For what it's worth, the "Super Base Rate Fallacy" seems to line up with my own experiences, except that there's sometimes an independent part of my mind that can go "Okay, I have 99.999% confidence that the floor will eat us. But what's the actual odds of that confidence, and what evidence did I use to reach it?". While I can't just dismiss the absurd confidence value as absurd, I can still (sometimes) do a meta-evaluation about the precise confidence.

It's sort of like how if a friend says that global warming is 99.99% likely to be true, I can't simply rewrite my friend to have 50% confidence. But I can question the evidence and see how he reached his conclusion, and if it's just "oh, I read a newspaper article that said it was real", my actual confidence will be vastly lower.

I only recently figured out this trick (and suspect LessWrong probably helped me develop it), so I couldn't say why it sometimes works and sometimes doesn't. I can say it's much harder to ignore paranoia about people, and much easier to ignore anything that would be easily objectively checked ("the floor will eat me", step on to floor, "the floor failed to eat me. Falsified!")

For example, one male patient expressed the worry that his wife was actually someone else, who had somehow contrived to exactly copy his wife's appearance and mannerisms. This delusion sounds harmlessly hilarious ...

It's harmless to claim that someone is observationally equivalent to his wife, but not his wife? When that kind of thing happens on a large scale, it's called "the debate about p-zombies".

isn't claimed actual equivalence the problem with P-zombies. Someone being observationally equivalent but different is merely extremely unlikely (maybe she has an identical twin, maybe aliens etc.) P-zombies are supposed to be indistingishable in principle, which is impossible/requires souls that aren't subject to testing for distinguishability.

I wonder if the same mechanisms could be invovled in conspiracy theorists. Their way of thinking seems very similar. I also suspect a reinforcement mechanism: it becomes more and more difficult for the subject to deny his own beliefs, as it would require abandonning large parts of his present (and coherent) belief system, leaving him with almost nothing left.

This could explain why patients are reluctant to accept alternative versions afterwards (such as "you have a brain damage").

"Coltheart et al pretend that the prior is 1/100, but this implies that there is a base rate of your spouse being an imposter one out of every hundred times you see her (or perhaps one out of every hundred people has a fake spouse) either of which is preposterous."

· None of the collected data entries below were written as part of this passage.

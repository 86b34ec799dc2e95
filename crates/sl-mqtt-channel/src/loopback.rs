//! Loopback MQTT broker for tests against the real rumqttc transport.
//!
//! Speaks just enough MQTT 3.1.1 over plain TCP on 127.0.0.1: answers
//! CONNECT with a scripted CONNACK code, acknowledges QoS 1 publishes and
//! subscriptions, and answers pings. Every publish is counted.

use std::io;
use std::sync::Arc;
use std::sync::atomic::{AtomicUsize, Ordering};
use std::time::Duration;

use tokio::io::{AsyncReadExt, AsyncWriteExt};
use tokio::net::{TcpListener, TcpStream};
use tokio::task::JoinHandle;

use crate::config::{MqttConfig, TransportScheme};

const CONNECT: u8 = 1;
const PUBLISH: u8 = 3;
const SUBSCRIBE: u8 = 8;
const PINGREQ: u8 = 12;
const DISCONNECT: u8 = 14;

#[derive(Debug, Default)]
struct Counters {
    connects: AtomicUsize,
    publishes: AtomicUsize,
}

/// A broker listening on an ephemeral loopback port until dropped.
#[derive(Debug)]
pub struct LoopbackBroker {
    port: u16,
    counters: Arc<Counters>,
    acceptor: JoinHandle<()>,
}

impl LoopbackBroker {
    /// Start a broker that accepts every connection.
    pub async fn start() -> io::Result<Self> {
        Self::with_connack_code(0).await
    }

    /// Start a broker answering CONNECT with `code` (0 accepts; 5 is
    /// "not authorized").
    pub async fn with_connack_code(code: u8) -> io::Result<Self> {
        let listener = TcpListener::bind("127.0.0.1:0").await?;
        let port = listener.local_addr()?.port();
        let counters = Arc::new(Counters::default());

        let acceptor = {
            let counters = counters.clone();
            tokio::spawn(async move {
                while let Ok((stream, _)) = listener.accept().await {
                    let counters = counters.clone();
                    tokio::spawn(async move {
                        if let Err(e) = serve(stream, code, &counters).await {
                            tracing::debug!(error = %e, "loopback connection closed");
                        }
                    });
                }
            })
        };

        Ok(Self {
            port,
            counters,
            acceptor,
        })
    }

    pub fn port(&self) -> u16 {
        self.port
    }

    /// Host to pair with `config()` when deriving an identity.
    pub fn host(&self) -> &'static str {
        "127.0.0.1"
    }

    /// Plain-TCP transport settings pointing at this broker.
    pub fn config(&self) -> MqttConfig {
        MqttConfig {
            scheme: TransportScheme::Mqtt,
            port: Some(self.port),
            connect_timeout_secs: 5,
            reconnect_delay_secs: 1,
            ..MqttConfig::default()
        }
    }

    pub fn connect_count(&self) -> usize {
        self.counters.connects.load(Ordering::SeqCst)
    }

    pub fn publish_count(&self) -> usize {
        self.counters.publishes.load(Ordering::SeqCst)
    }

    /// Wait until at least `count` publishes arrived. Returns the final
    /// count, which is lower than `count` if `timeout` elapsed first.
    pub async fn wait_for_publishes(&self, count: usize, timeout: Duration) -> usize {
        let wait = async {
            while self.publish_count() < count {
                tokio::time::sleep(Duration::from_millis(10)).await;
            }
        };
        let _ = tokio::time::timeout(timeout, wait).await;
        self.publish_count()
    }
}

impl Drop for LoopbackBroker {
    fn drop(&mut self) {
        self.acceptor.abort();
    }
}

async fn serve(mut stream: TcpStream, connack_code: u8, counters: &Counters) -> io::Result<()> {
    let (header, _) = read_packet(&mut stream).await?;
    if header >> 4 != CONNECT {
        return Err(invalid("first packet was not CONNECT"));
    }
    counters.connects.fetch_add(1, Ordering::SeqCst);
    stream.write_all(&[0x20, 0x02, 0x00, connack_code]).await?;
    if connack_code != 0 {
        return Ok(());
    }

    loop {
        let (header, body) = read_packet(&mut stream).await?;
        match header >> 4 {
            PUBLISH => {
                counters.publishes.fetch_add(1, Ordering::SeqCst);
                let qos = (header >> 1) & 0x03;
                if qos > 0 {
                    let (hi, lo) = publish_packet_id(&body)?;
                    stream.write_all(&[0x40, 0x02, hi, lo]).await?;
                }
            }
            SUBSCRIBE => {
                let [hi, lo, ..] = body.as_slice() else {
                    return Err(invalid("SUBSCRIBE without packet id"));
                };
                stream.write_all(&[0x90, 0x03, *hi, *lo, 0x01]).await?;
            }
            PINGREQ => stream.write_all(&[0xD0, 0x00]).await?,
            DISCONNECT => return Ok(()),
            _ => {}
        }
    }
}

/// Read one packet: fixed-header byte and body.
async fn read_packet(stream: &mut TcpStream) -> io::Result<(u8, Vec<u8>)> {
    let header = stream.read_u8().await?;
    let mut remaining = 0usize;
    let mut shift = 0;
    loop {
        let byte = stream.read_u8().await?;
        remaining |= usize::from(byte & 0x7F) << shift;
        if byte & 0x80 == 0 {
            break;
        }
        shift += 7;
        if shift > 21 {
            return Err(invalid("remaining length overflow"));
        }
    }
    let mut body = vec![0; remaining];
    stream.read_exact(&mut body).await?;
    Ok((header, body))
}

/// Packet id of a QoS > 0 PUBLISH: it follows the length-prefixed topic.
fn publish_packet_id(body: &[u8]) -> io::Result<(u8, u8)> {
    let [len_hi, len_lo, rest @ ..] = body else {
        return Err(invalid("PUBLISH without topic"));
    };
    let topic_len = usize::from(u16::from_be_bytes([*len_hi, *len_lo]));
    match rest.get(topic_len..topic_len + 2) {
        Some(&[hi, lo]) => Ok((hi, lo)),
        _ => Err(invalid("PUBLISH without packet id")),
    }
}

fn invalid(reason: &'static str) -> io::Error {
    io::Error::new(io::ErrorKind::InvalidData, reason)
}
//! Wall-clock gate.
//!
//! Token expiry is computed from wall-clock time, so no credential may be
//! issued before the clock reads at or after a trusted epoch. The gate
//! asks the time source to sync and then polls, bounded by a timeout.

use std::sync::{Arc, Mutex};
use std::time::Duration;

use async_trait::async_trait;
use chrono::{DateTime, TimeZone, Utc};

use crate::config::ClockConfig;
use crate::error::TimeError;

/// Read-only wall clock.
pub trait Clock: Send + Sync {
    fn now(&self) -> DateTime<Utc>;
}

/// Something that can be asked to bring the clock in line with time servers.
#[async_trait]
pub trait TimeSync: Send + Sync {
    async fn request_sync(&self, servers: &[String]) -> Result<(), TimeError>;
}

/// Host system clock.
#[derive(Debug, Default, Clone, Copy)]
pub struct SystemClock;

impl Clock for SystemClock {
    fn now(&self) -> DateTime<Utc> {
        Utc::now()
    }
}

/// Relies on the host's time daemon; only records the request.
#[derive(Debug, Default, Clone, Copy)]
pub struct HostTimeSync;

#[async_trait]
impl TimeSync for HostTimeSync {
    async fn request_sync(&self, servers: &[String]) -> Result<(), TimeError> {
        tracing::info!(servers = ?servers, "time sync delegated to host time daemon");
        Ok(())
    }
}

/// Settable clock for tests and simulations.
#[derive(Debug, Clone)]
pub struct ManualClock {
    now: Arc<Mutex<DateTime<Utc>>>,
}

impl ManualClock {
    pub fn new(now: DateTime<Utc>) -> Self {
        Self {
            now: Arc::new(Mutex::new(now)),
        }
    }

    pub fn at_epoch(secs: i64) -> Self {
        Self::new(Utc.timestamp_opt(secs, 0).single().unwrap_or_default())
    }

    pub fn set(&self, now: DateTime<Utc>) {
        *self.now.lock().unwrap_or_else(|e| e.into_inner()) = now;
    }

    pub fn advance(&self, by: chrono::Duration) {
        let mut now = self.now.lock().unwrap_or_else(|e| e.into_inner());
        *now += by;
    }
}

impl Clock for ManualClock {
    fn now(&self) -> DateTime<Utc> {
        *self.now.lock().unwrap_or_else(|e| e.into_inner())
    }
}

/// Blocks progress until wall-clock time is trustworthy.
pub struct ClockGate {
    clock: Arc<dyn Clock>,
    sync: Arc<dyn TimeSync>,
    config: ClockConfig,
}

impl ClockGate {
    pub fn new(clock: Arc<dyn Clock>, sync: Arc<dyn TimeSync>, config: ClockConfig) -> Self {
        Self {
            clock,
            sync,
            config,
        }
    }

    pub fn is_trusted(&self) -> bool {
        self.clock.now().timestamp() >= self.config.trusted_epoch
    }

    /// Request a sync, then wait until the clock passes the trusted epoch.
    pub async fn synchronize(&self) -> Result<(), TimeError> {
        tracing::info!("setting time using SNTP");
        self.sync.request_sync(&self.config.ntp_servers).await?;

        let poll = Duration::from_millis(self.config.poll_interval_ms);
        let wait = async {
            while !self.is_trusted() {
                tokio::time::sleep(poll).await;
            }
        };

        tokio::time::timeout(Duration::from_secs(self.config.sync_timeout_secs), wait)
            .await
            .map_err(|_| TimeError::Timeout {
                trusted_epoch: self.config.trusted_epoch,
                timeout_secs: self.config.sync_timeout_secs,
            })?;

        tracing::info!(now = %self.clock.now(), "time initialized");
        Ok(())
    }
}
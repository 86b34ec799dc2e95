//! Mock broker for testing without a real MQTT server.
//!
//! `MockChannel` records all publishes, subscriptions and disconnects;
//! `MockConnector` hands out mock channels and lets tests inject events.

use async_trait::async_trait;
use rumqttc::QoS;
use sl_protocol::{Credential, Identity};
use std::sync::Arc;
use std::sync::Mutex;

use crate::channel::{Channel, Connector};
use crate::error::{MqttError, MqttResult};
use crate::handler::{EventSink, InboundEvent, SessionEvent};

/// A recorded publish call.
#[derive(Debug, Clone)]
pub struct PublishedMessage {
    pub topic: String,
    pub payload: Vec<u8>,
    pub qos: QoS,
    pub retain: bool,
}

/// Mock implementation of the `Channel` trait.
///
/// Stores all publishes and subscriptions in memory for test verification.
/// Thread-safe via `Mutex` (fine for test contexts).
pub struct MockChannel {
    published: Mutex<Vec<PublishedMessage>>,
    subscriptions: Mutex<Vec<(String, QoS)>>,
    disconnects: Mutex<usize>,
    fail_publish: Mutex<bool>,
    fail_disconnect: Mutex<bool>,
    ack_sink: Mutex<Option<(u64, EventSink)>>,
}

impl MockChannel {
    pub fn new() -> Self {
        Self {
            published: Mutex::new(Vec::new()),
            subscriptions: Mutex::new(Vec::new()),
            disconnects: Mutex::new(0),
            fail_publish: Mutex::new(false),
            fail_disconnect: Mutex::new(false),
            ack_sink: Mutex::new(None),
        }
    }

    /// Answer every publish with a `Published` event on `sink`, waiting for
    /// room like a real transport does.
    pub fn ack_publishes(&self, generation: u64, sink: EventSink) {
        *self.ack_sink.lock().unwrap() = Some((generation, sink));
    }

    /// Get all published messages.
    pub fn published(&self) -> Vec<PublishedMessage> {
        self.published.lock().unwrap().clone()
    }

    /// Get all subscription filters.
    pub fn subscriptions(&self) -> Vec<(String, QoS)> {
        self.subscriptions.lock().unwrap().clone()
    }

    /// Get the last published message.
    pub fn last_published(&self) -> Option<PublishedMessage> {
        self.published.lock().unwrap().last().cloned()
    }

    /// Get published messages for a specific topic.
    pub fn published_to(&self, topic: &str) -> Vec<PublishedMessage> {
        self.published
            .lock()
            .unwrap()
            .iter()
            .filter(|m| m.topic == topic)
            .cloned()
            .collect()
    }

    /// Check whether a subscription was made to the given filter.
    pub fn is_subscribed_to(&self, filter: &str) -> bool {
        self.subscriptions
            .lock()
            .unwrap()
            .iter()
            .any(|(f, _)| f == filter)
    }

    /// Number of `disconnect` calls received.
    pub fn disconnect_count(&self) -> usize {
        *self.disconnects.lock().unwrap()
    }

    /// Make subsequent publishes fail.
    pub fn fail_publish(&self, fail: bool) {
        *self.fail_publish.lock().unwrap() = fail;
    }

    /// Make subsequent disconnects fail, as on a dead transport.
    pub fn fail_disconnect(&self, fail: bool) {
        *self.fail_disconnect.lock().unwrap() = fail;
    }

    /// Clear all recorded state.
    pub fn reset(&self) {
        self.published.lock().unwrap().clear();
        self.subscriptions.lock().unwrap().clear();
        *self.disconnects.lock().unwrap() = 0;
    }
}

impl Default for MockChannel {
    fn default() -> Self {
        Self::new()
    }
}

#[async_trait]
impl Channel for MockChannel {
    async fn publish(
        &self,
        topic: &str,
        payload: &[u8],
        qos: QoS,
        retain: bool,
    ) -> MqttResult<()> {
        if *self.fail_publish.lock().unwrap() {
            return Err(MqttError::Publish("request queue closed".into()));
        }
        self.published.lock().unwrap().push(PublishedMessage {
            topic: topic.to_string(),
            payload: payload.to_vec(),
            qos,
            retain,
        });

        let ack = self.ack_sink.lock().unwrap().clone();
        if let Some((generation, sink)) = ack {
            sink.send(SessionEvent::new(generation, InboundEvent::Published))
                .await
                .map_err(|_| MqttError::Publish("event sink closed".into()))?;
        }
        Ok(())
    }

    async fn subscribe(&self, filter: &str, qos: QoS) -> MqttResult<()> {
        self.subscriptions
            .lock()
            .unwrap()
            .push((filter.to_string(), qos));
        Ok(())
    }

    async fn disconnect(&self) -> MqttResult<()> {
        *self.disconnects.lock().unwrap() += 1;
        if *self.fail_disconnect.lock().unwrap() {
            return Err(MqttError::Connection("transport already closed".into()));
        }
        Ok(())
    }
}

// ── MockConnector ─────────────────────────────────────────────

/// A recorded connect call.
#[derive(Debug, Clone)]
pub struct ConnectAttempt {
    pub client_id: String,
    pub username: String,
    pub password: Option<String>,
    pub generation: u64,
}

/// Mock implementation of the `Connector` trait.
///
/// Each successful connect creates a fresh `MockChannel` and, unless
/// disabled, reports `BeforeConnect` and `Connected` on the sink.
pub struct MockConnector {
    attempts: Mutex<Vec<ConnectAttempt>>,
    channels: Mutex<Vec<Arc<MockChannel>>>,
    sinks: Mutex<Vec<(u64, EventSink)>>,
    failures_remaining: Mutex<u32>,
    send_connack: Mutex<bool>,
    ack_publishes: Mutex<bool>,
}

impl MockConnector {
    pub fn new() -> Self {
        Self {
            attempts: Mutex::new(Vec::new()),
            channels: Mutex::new(Vec::new()),
            sinks: Mutex::new(Vec::new()),
            failures_remaining: Mutex::new(0),
            send_connack: Mutex::new(true),
            ack_publishes: Mutex::new(false),
        }
    }

    /// Fail the next `count` connect attempts.
    pub fn fail_next(&self, count: u32) {
        *self.failures_remaining.lock().unwrap() = count;
    }

    /// Stop reporting `Connected` automatically after connect.
    pub fn hold_connack(&self) {
        *self.send_connack.lock().unwrap() = false;
    }

    /// Have every channel handed out from now on acknowledge its publishes.
    pub fn ack_publishes(&self) {
        *self.ack_publishes.lock().unwrap() = true;
    }

    pub fn attempts(&self) -> Vec<ConnectAttempt> {
        self.attempts.lock().unwrap().clone()
    }

    /// Number of sessions successfully handed out.
    pub fn connect_count(&self) -> usize {
        self.channels.lock().unwrap().len()
    }

    pub fn channels(&self) -> Vec<Arc<MockChannel>> {
        self.channels.lock().unwrap().clone()
    }

    pub fn last_channel(&self) -> Option<Arc<MockChannel>> {
        self.channels.lock().unwrap().last().cloned()
    }

    /// Inject an event as if the latest session's transport produced it.
    pub fn emit(&self, event: InboundEvent) {
        let sinks = self.sinks.lock().unwrap();
        if let Some((generation, sink)) = sinks.last() {
            let _ = sink.try_send(SessionEvent::new(*generation, event));
        }
    }

    /// Inject an event tagged with an explicit generation.
    pub fn emit_for(&self, generation: u64, event: InboundEvent) {
        let sinks = self.sinks.lock().unwrap();
        if let Some((_, sink)) = sinks.last() {
            let _ = sink.try_send(SessionEvent::new(generation, event));
        }
    }
}

impl Default for MockConnector {
    fn default() -> Self {
        Self::new()
    }
}

#[async_trait]
impl Connector for MockConnector {
    async fn connect(
        &self,
        identity: &Identity,
        credential: &Credential,
        generation: u64,
        sink: EventSink,
    ) -> MqttResult<Box<dyn Channel>> {
        self.attempts.lock().unwrap().push(ConnectAttempt {
            client_id: identity.client_id().to_string(),
            username: identity.username().to_string(),
            password: credential.password().map(str::to_string),
            generation,
        });

        {
            let mut remaining = self.failures_remaining.lock().unwrap();
            if *remaining > 0 {
                *remaining -= 1;
                return Err(MqttError::Connection("scripted connect failure".into()));
            }
        }

        let channel = Arc::new(MockChannel::new());
        if *self.ack_publishes.lock().unwrap() {
            channel.ack_publishes(generation, sink.clone());
        }
        self.channels.lock().unwrap().push(channel.clone());

        let _ = sink.try_send(SessionEvent::new(generation, InboundEvent::BeforeConnect));
        if *self.send_connack.lock().unwrap() {
            let _ = sink.try_send(SessionEvent::new(generation, InboundEvent::Connected));
        }
        self.sinks.lock().unwrap().push((generation, sink));

        Ok(Box::new(channel))
    }
}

What if their prior on not feeling anything upon seeing their wife is 0? What if most of the reason for reasonable people's prior on this being much lower it is low status, instrumentally bad, etc, but their rational sincere thinking about it prior is close to 50/50? I notice you called the idea preposterous and something reasonable people wouldn't take seriously which are both quite status-ey. So if their aversion to instrumentally bad ideas and/or their aversion to ideas people will think them crazy for gets switched off they can easily get the wrong answer. Perhaps a fear of being of being fooled, or a fight or flight paranoia spiral could be what makes them think so.

I have no idea if any of that is true.

Similarly, I think Coltheart's criticism described here was flawed because it made the prior too specific. How often do you see a person at a distance or facing away and you "recognize" them as a loved one, but then the person comes closer or turns around and you realize you were wrong? It's not often, but it happens enough that we all know that feeling of sudden non-recognition. I often see it in children who come up to me expecting to find their father. The likelihood ratio of priors doesn't have to be for "my wife" versus "an imposter", but could be for "my wife" versus "not my wife". If that is the case, then the brain-damaged person uses the imposter theory to explain the general "not my wife" endogenous evidence.